Catsopolis was a city of verticality and chaos. Skyscrapers were essentially giant cat trees, connected by rope bridges, transparent tubes, and carpeted ramps that spiraled up into the smoggy twilight. The sky was a perpetual, soothing purple—the color of a bruise healing into a memory.
Noah walked down Main Street, dodging a group of kittens zooming past on hover-skateboards. The city noise was a cacophony of meows, purrs, and the scratching of claws on concrete. He looked at the list in his hand. The paper felt heavy, heavier than paper should be. It pulsed with a faint warmth.
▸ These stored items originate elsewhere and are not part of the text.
//! Port-provisioning driver interface
//!
//! A driver speaks one management protocol to one vendor (optionally one
//! product family) and is selected by the key returned from
//! [`PortProvisioningDriver::get_driver_name`].

use crate::error::DriverError;
use bnp_types::{AccessType, DeviceCredentials, PortInfo, SwitchPort};

/// A bare-metal port to isolate on (or retract from) a VLAN
#[derive(Debug, Clone, PartialEq, Eq)]
pub struct PortBinding {
    /// Virtual network port id
    pub neutron_port_id: String,
    /// VLAN id
    pub segmentation_id: u16,
    /// Access or trunk
    pub access_type: AccessType,
    /// Link aggregation group, when bonded
    pub lag_id: Option<String>,
    /// Physical ports; the first entry is provisioned
    pub switchports: Vec<SwitchPort>,
    /// How to reach the switch
    pub credentials: DeviceCredentials,
}

impl PortBinding {
    /// Interface index of the provisioned switch port
    pub fn ifindex(&self) -> Result<u32, DriverError> {
        let switchport = self.switchports.first().ok_or_else(|| {
            DriverError::InvalidPort(format!("port {} has no switch ports", self.neutron_port_id))
        })?;
        switchport.ifindex.ok_or_else(|| {
            DriverError::InvalidPort(format!(
                "switch port {} of port {} has no ifindex",
                switchport.port_id, self.neutron_port_id
            ))
        })
    }
}

/// Capabilities every provisioning driver offers
///
/// All async methods must be `Send` to work with Tokio's work-stealing runtime.
#[async_trait::async_trait]
pub trait PortProvisioningDriver: Send + Sync + std::fmt::Debug {
    /// Make the port a member of its VLAN, creating the VLAN if needed
    async fn set_isolation(&self, port: &PortBinding) -> Result<(), DriverError>;

    /// Remove the port from its VLAN; the VLAN itself stays
    async fn delete_isolation(&self, port: &PortBinding) -> Result<(), DriverError>;

    /// Bond the ports into a link aggregation group
    async fn create_lag(&self, port: &PortBinding) -> Result<(), DriverError>;

    /// Dissolve the link aggregation group
    async fn delete_lag(&self, port: &PortBinding) -> Result<(), DriverError>;

    /// Registry key: `<vendor>_<protocol>[_<family>]`
    fn get_driver_name(&self) -> String;

    /// Chassis MAC reported by the switch, used to validate credentials
    async fn get_protocol_validation_result(&self, credentials: &DeviceCredentials) -> Result<String, DriverError>;

    /// Physical interfaces of the switch
    async fn get_device_info(&self, credentials: &DeviceCredentials) -> Result<Vec<PortInfo>, DriverError>;
}

/// Registry key for a vendor, protocol and optional family
pub fn driver_key(vendor: &str, protocol: &str, family: Option<&str>) -> String {
    match family.filter(|f| !f.is_empty()) {
        Some(family) => format!("{vendor}_{protocol}_{family}"),
        None => format!("{vendor}_{protocol}"),
    }
}
//! SNMP client over UDP
//!
//! One [`SnmpClient`] is one session with one agent. Requests on a session
//! are serialised: each call sends a datagram, waits up to the configured
//! timeout for the matching response and resends it up to `retries` times.

use crate::error::SnmpError;
use crate::message::{CommunityMessage, NO_SUCH_NAME, Pdu, PduType, VERSION_1, VERSION_2C};
use crate::oid::Oid;
use crate::snmp_trait::{Lookup, SnmpClientTrait, SnmpConnector};
use crate::usm::{self, EngineState, LocalizedKeys, UsmReport, UsmUser};
use crate::value::{Value, VarBind};
use rand::Rng;
use std::fmt;
use std::net::{IpAddr, Ipv4Addr, Ipv6Addr, SocketAddr};
use std::time::Duration;
use tokio::net::UdpSocket;
use tokio::sync::Mutex;
use tokio::time::{Instant, timeout_at};
use tracing::{debug, warn};

/// Largest datagram accepted from an agent
const RECEIVE_BUFFER: usize = 65535;

/// Request parameters shared by every session
#[derive(Debug, Clone, Copy, PartialEq, Eq)]
pub struct SnmpConfig {
    /// Time to wait for each response
    pub timeout: Duration,
    /// Resends after the first attempt times out
    pub retries: u32,
    /// Agent UDP port
    pub port: u16,
    /// max-repetitions of GETBULK requests
    pub max_repetitions: i64,
}

impl Default for SnmpConfig {
    fn default() -> Self {
        Self {
            timeout: Duration::from_secs(3),
            retries: 5,
            port: 161,
            max_repetitions: 52,
        }
    }
}

/// Security model and secrets used to reach an agent
#[derive(Clone, PartialEq, Eq)]
pub enum SnmpSecurity {
    /// SNMPv1 community
    V1 {
        /// Write community
        community: String,
    },
    /// SNMPv2c community
    V2c {
        /// Write community
        community: String,
    },
    /// SNMPv3 USM user
    V3(UsmUser),
}

impl fmt::Debug for SnmpSecurity {
    fn fmt(&self, f: &mut fmt::Formatter<'_>) -> fmt::Result {
        match self {
            SnmpSecurity::V1 { .. } => f.write_str("V1 { community: <redacted> }"),
            SnmpSecurity::V2c { .. } => f.write_str("V2c { community: <redacted> }"),
            SnmpSecurity::V3(user) => f.debug_tuple("V3").field(user).finish(),
        }
    }
}

/// An agent to open a session with
#[derive(Debug, Clone, PartialEq, Eq)]
pub struct SnmpTarget {
    /// Agent address
    pub address: IpAddr,
    /// How to authenticate
    pub security: SnmpSecurity,
}

impl SnmpTarget {
    /// Target an agent
    pub fn new(address: IpAddr, security: SnmpSecurity) -> Self {
        Self { address, security }
    }
}

#[derive(Debug)]
struct Session {
    next_request_id: i32,
    next_msg_id: i32,
    salt: u64,
    engine: Option<(EngineState, LocalizedKeys)>,
}

impl Session {
    fn random() -> Self {
        let mut rng = rand::thread_rng();
        Self {
            next_request_id: rng.gen_range(1..i32::MAX / 2),
            next_msg_id: rng.gen_range(1..i32::MAX / 2),
            salt: rng.r#gen(),
            engine: None,
        }
    }

    fn request_id(&mut self) -> i32 {
        let id = self.next_request_id;
        self.next_request_id = if id == i32::MAX { 1 } else { id + 1 };
        id
    }

    fn msg_id(&mut self) -> i32 {
        let id = self.next_msg_id;
        self.next_msg_id = if id == i32::MAX { 1 } else { id + 1 };
        id
    }

    fn salt(&mut self) -> u64 {
        self.salt = self.salt.wrapping_add(1);
        self.salt
    }
}

/// SNMP session with one agent
#[derive(Debug)]
pub struct SnmpClient {
    target: SnmpTarget,
    peer: SocketAddr,
    config: SnmpConfig,
    socket: UdpSocket,
    session: Mutex<Session>,
}

impl SnmpClient {
    /// Open a UDP session to `target`
    ///
    /// No traffic is sent until the first request; SNMPv3 engine discovery
    /// happens lazily on that request.
    pub async fn connect(target: SnmpTarget, config: SnmpConfig) -> Result<Self, SnmpError> {
        if let SnmpSecurity::V3(user) = &target.security {
            user.validate()?;
        }
        let peer = SocketAddr::new(target.address, config.port);
        let local: SocketAddr = match peer {
            SocketAddr::V4(_) => (Ipv4Addr::UNSPECIFIED, 0).into(),
            SocketAddr::V6(_) => (Ipv6Addr::UNSPECIFIED, 0).into(),
        };
        let socket = UdpSocket::bind(local).await?;
        socket.connect(peer).await?;
        debug!("Opened SNMP session to {}", peer);

        Ok(Self {
            target,
            peer,
            config,
            socket,
            session: Mutex::new(Session::random()),
        })
    }

    /// Agent this session talks to
    pub fn target(&self) -> &SnmpTarget {
        &self.target
    }

    /// Read one object instance
    pub async fn get(&self, oid: &Oid) -> Result<Lookup, SnmpError> {
        debug!("SNMP GET {} on {}", oid, self.peer);
        self.read_one(oid).await.map_err(|e| SnmpError::during("get", e))
    }

    /// Walk table columns in lockstep
    ///
    /// Uses GETBULK (non-repeaters 0) on v2c/v3 and GETNEXT on v1. The walk
    /// stops at the first row where a column leaves its subtree.
    pub async fn get_bulk(&self, oids: &[Oid]) -> Result<Vec<Vec<VarBind>>, SnmpError> {
        debug!("SNMP walk of {} column(s) on {}", oids.len(), self.peer);
        self.walk(oids).await.map_err(|e| SnmpError::during("get_bulk", e))
    }

    /// Write one object instance
    pub async fn set(&self, oid: &Oid, value: Value) -> Result<(), SnmpError> {
        debug!("SNMP SET {} = {} on {}", oid, value, self.peer);
        let result = async {
            let response = self.request(Pdu::set(0, vec![VarBind::new(oid.clone(), value)])).await?;
            response.check_error()
        }
        .await;
        result.map_err(|e| SnmpError::during("set", e))
    }

    async fn read_one(&self, oid: &Oid) -> Result<Lookup, SnmpError> {
        let response = self.request(Pdu::get(0, std::slice::from_ref(oid))).await?;
        if response.error_status == NO_SUCH_NAME {
            return Ok(Lookup::NotFound);
        }
        response.check_error()?;
        Ok(match response.varbinds.into_iter().next() {
            Some(varbind) if !varbind.value.is_exception() => Lookup::Found(varbind.value),
            _ => Lookup::NotFound,
        })
    }

    async fn walk(&self, columns: &[Oid]) -> Result<Vec<Vec<VarBind>>, SnmpError> {
        let width = columns.len();
        if width == 0 {
            return Ok(Vec::new());
        }
        let bulk = !matches!(self.target.security, SnmpSecurity::V1 { .. });
        let mut cursor = columns.to_vec();
        let mut rows = Vec::new();

        'walk: loop {
            let pdu = if bulk {
                Pdu::get_bulk(0, 0, self.config.max_repetitions, &cursor)
            } else {
                Pdu::get_next(0, &cursor)
            };
            let response = self.request(pdu).await?;
            if !bulk && response.error_status == NO_SUCH_NAME {
                break;
            }
            response.check_error()?;

            let mut advanced = false;
            for chunk in response.varbinds.chunks_exact(width) {
                let in_table = chunk
                    .iter()
                    .zip(columns)
                    .zip(&cursor)
                    .all(|((varbind, column), previous)| {
                        !varbind.value.is_exception()
                            && varbind.oid.starts_with(column)
                            && varbind.oid > *previous
                    });
                if !in_table {
                    break 'walk;
                }
                cursor = chunk.iter().map(|varbind| varbind.oid.clone()).collect();
                rows.push(chunk.to_vec());
                advanced = true;
            }
            if !advanced {
                break;
            }
        }
        debug!("SNMP walk on {} returned {} row(s)", self.peer, rows.len());
        Ok(rows)
    }

    /// Send a request PDU (request-id assigned here) and return the response PDU
    async fn request(&self, mut pdu: Pdu) -> Result<Pdu, SnmpError> {
        let mut session = self.session.lock().await;
        pdu.request_id = session.request_id();
        match &self.target.security {
            SnmpSecurity::V1 { community } => self.community_exchange(VERSION_1, community, pdu).await,
            SnmpSecurity::V2c { community } => self.community_exchange(VERSION_2C, community, pdu).await,
            SnmpSecurity::V3(user) => self.usm_exchange(&mut session, user, pdu).await,
        }
    }

    async fn community_exchange(&self, version: i64, community: &str, pdu: Pdu) -> Result<Pdu, SnmpError> {
        let request_id = pdu.request_id;
        let wire = CommunityMessage {
            version,
            community: community.as_bytes().to_vec(),
            pdu,
        }
        .encode();

        self.exchange(&wire, |data| {
            let message = CommunityMessage::decode(data)?;
            let matches = message.pdu.request_id == request_id && message.pdu.pdu_type == PduType::Response;
            Ok(matches.then_some(message.pdu))
        })
        .await
    }

    async fn usm_exchange(&self, session: &mut Session, user: &UsmUser, pdu: Pdu) -> Result<Pdu, SnmpError> {
        if session.engine.is_none() {
            let engine = self.discover(session).await?;
            let keys = LocalizedKeys::derive(user, &engine.engine_id)?;
            session.engine = Some((engine, keys));
        }

        let mut resynchronised = false;
        loop {
            let msg_id = session.msg_id();
            let salt = session.salt();
            let Some((engine, keys)) = &session.engine else {
                return Err(SnmpError::Security("no authoritative engine".to_string()));
            };
            let wire = usm::encode_request(msg_id, user, keys, engine, salt, &pdu)?;
            let keys = keys.clone();

            let response = self
                .exchange(&wire, |data| {
                    if usm::peek_msg_id(data)? != msg_id {
                        return Ok(None);
                    }
                    usm::decode_message(data, &keys).map(Some)
                })
                .await?;

            if response.pdu.pdu_type != PduType::Report {
                return Ok(response.pdu);
            }
            let report = UsmReport::from_pdu(&response.pdu);
            if report == Some(UsmReport::NotInTimeWindow) && !resynchronised {
                resynchronised = true;
                if let Some((engine, _)) = session.engine.as_mut() {
                    *engine = EngineState::new(
                        engine.engine_id.clone(),
                        response.security.boots,
                        response.security.time,
                    );
                }
                debug!("Re-synchronised engine clock of {}", self.peer);
                continue;
            }
            return Err(SnmpError::Security(
                report.map_or_else(|| "empty report".to_string(), |r| r.to_string()),
            ));
        }
    }

    async fn discover(&self, session: &mut Session) -> Result<EngineState, SnmpError> {
        let msg_id = session.msg_id();
        let wire = usm::encode_discovery(msg_id, session.request_id())?;
        let none = LocalizedKeys::none();
        let response = self
            .exchange(&wire, |data| {
                if usm::peek_msg_id(data)? != msg_id {
                    return Ok(None);
                }
                usm::decode_message(data, &none).map(Some)
            })
            .await?;

        let security = response.security;
        if security.engine_id.is_empty() {
            return Err(SnmpError::Security(format!(
                "{} did not report its engine id",
                self.peer
            )));
        }
        debug!(
            "Discovered engine {} of {} (boots {}, time {})",
            hex(&security.engine_id),
            self.peer,
            security.boots,
            security.time
        );
        Ok(EngineState::new(security.engine_id, security.boots, security.time))
    }

    /// Send `wire` until `accept` recognises a response or retries run out.
    ///
    /// `accept` returns `Ok(None)` for datagrams that belong to another
    /// request; those and undecodable datagrams are dropped.
    async fn exchange<T>(
        &self,
        wire: &[u8],
        mut accept: impl FnMut(&[u8]) -> Result<Option<T>, SnmpError> + Send,
    ) -> Result<T, SnmpError> {
        let attempts = self.config.retries + 1;
        let mut buffer = vec![0u8; RECEIVE_BUFFER];
        for attempt in 1..=attempts {
            self.socket.send(wire).await?;
            let deadline = Instant::now() + self.config.timeout;
            while let Ok(received) = timeout_at(deadline, self.socket.recv(&mut buffer)).await {
                let received = received?;
                match accept(&buffer[..received]) {
                    Ok(Some(response)) => return Ok(response),
                    Ok(None) => debug!("Discarding response for another request from {}", self.peer),
                    Err(e) => warn!("Discarding undecodable response from {}: {}", self.peer, e),
                }
            }
            debug!("Attempt {}/{} to {} timed out", attempt, attempts, self.peer);
        }
        Err(SnmpError::Timeout {
            target: self.peer.to_string(),
            attempts,
        })
    }
}

fn hex(bytes: &[u8]) -> String {
    bytes.iter().map(|b| format!("{b:02x}")).collect()
}

#[async_trait::async_trait]
impl SnmpClientTrait for SnmpClient {
    async fn get(&self, oid: &Oid) -> Result<Lookup, SnmpError> {
        SnmpClient::get(self, oid).await
    }

    async fn get_bulk(&self, oids: &[Oid]) -> Result<Vec<Vec<VarBind>>, SnmpError> {
        SnmpClient::get_bulk(self, oids).await
    }

    async fn set(&self, oid: &Oid, value: Value) -> Result<(), SnmpError> {
        SnmpClient::set(self, oid, value).await
    }
}

/// Opens real UDP sessions with a fixed [`SnmpConfig`]
#[derive(Debug, Clone, Copy, Default)]
pub struct UdpConnector {
    config: SnmpConfig,
}

impl UdpConnector {
    /// Connector using `config` for every session
    pub fn new(config: SnmpConfig) -> Self {
        Self { config }
    }
}

#[async_trait::async_trait]
impl SnmpConnector for UdpConnector {
    async fn connect(&self, target: &SnmpTarget) -> Result<Box<dyn SnmpClientTrait>, SnmpError> {
        let client = SnmpClient::connect(target.clone(), self.config)
            .await
            .map_err(|e| SnmpError::during("connect", e))?;
        Ok(Box::new(client))
    }
}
"First item: The Space Drawing," Noah muttered, trying to ignore the way the neon signs for Tuna-Cola and Meow-Mix flickered in his peripheral vision. "Where would a cat keep a drawing of space?"
"Try the Observatory, hairless," a voice rasped from the shadows of a damp alleyway between a milk bar and a yarn shop.
Noah jumped, spinning around. Sitting on top of a rusted dumpster was a scruffy, one-eared tabby cat wearing a tattered denim vest. He was cleaning a paw with methodical, indifferent licks.
"Who are you?" Noah asked, stepping back. Strays were unpredictable.
"Names don't matter in the alley," the cat said, stopping to spit out a hairball with a wet hack. "Call me Mittens. You look lost. You have that 'I just got a quest from the boss and I don't know where the tutorial is' look in your eyes."
"Mr. Purr-sident sent me," Noah said, trying to sound important.
"He sends everyone eventually," Mittens said, hopping down. He landed silently, despite the trash on the ground. "You're looking for the Space Drawing. It's in the Luna Park district. Old sector. Abandoned."
"Luna Park?" Noah tasted the word. It felt familiar. Sweet, like cotton candy and stale popcorn. "Why is it abandoned?"
"Because nobody likes to go there," Mittens whispered, circling Noah's legs, his tail brushing against Noah's shins. "It makes them feel... sad. Cats hate being sad. We prefer naps in sunbeams. Sadness is for dogs and humans."
Noah felt a pull in his chest, a magnetic tug toward a place he couldn't remember seeing on any map. "Show me."
They walked for what felt like hours. As they moved away from the city center, the vibrant colors faded. The scratching posts became frayed and rotted. The neon signs buzzed and died.
They arrived at a rusted iron gate, hanging off its hinges. Beyond it lay a playground frozen in time. A slide shaped like a rocket ship pointed toward the twilight sky, its red paint peeling like sunburned skin.
Noah walked toward the rocket. The silence here was loud. It roared in his ears, drowning out the distant hum of the city. Taped to the side of the metal rocket, fluttering in a wind that wasn't blowing, was a piece of paper.
Noah reached out, his hand trembling. He pulled the paper free.
It was a drawing. Crude, done with thick black markers on construction paper. A cat—no, a kitten—wearing a round astronaut helmet, floating among green stars and a yellow moon.
Step 4, the text on the drawing said in wobbly block letters. Use a black marker to go over your lines...
ZAP.
The world turned white. The purple sky, the rust, the cat city—it all vanished.
"Daddy!"
The voice didn't come from the city. It came from inside his skull. It was high-pitched, delighted, and utterly real.
"Daddy, look! I drew you! I'm going to go to Mars and bring you a red rock! You can put it on your desk!"
Noah gasped, dropping to his knees on the playground asphalt. The twilight sky of Catsopolis flickered, revealing for a split second a white ceiling, the beep of a monitor, the smell of antiseptic and floor wax.
"Who said that?" Noah shouted, clutching the drawing to his chest. "Who's there?"
The vision faded, leaving him gasping on the ground. Mittens watched him from the gate, his tail low, his ears pinned back.
"The drawing, human," Mittens warned. "It's got a memory attached to it. Careful. Those things bite harder than a pitbull."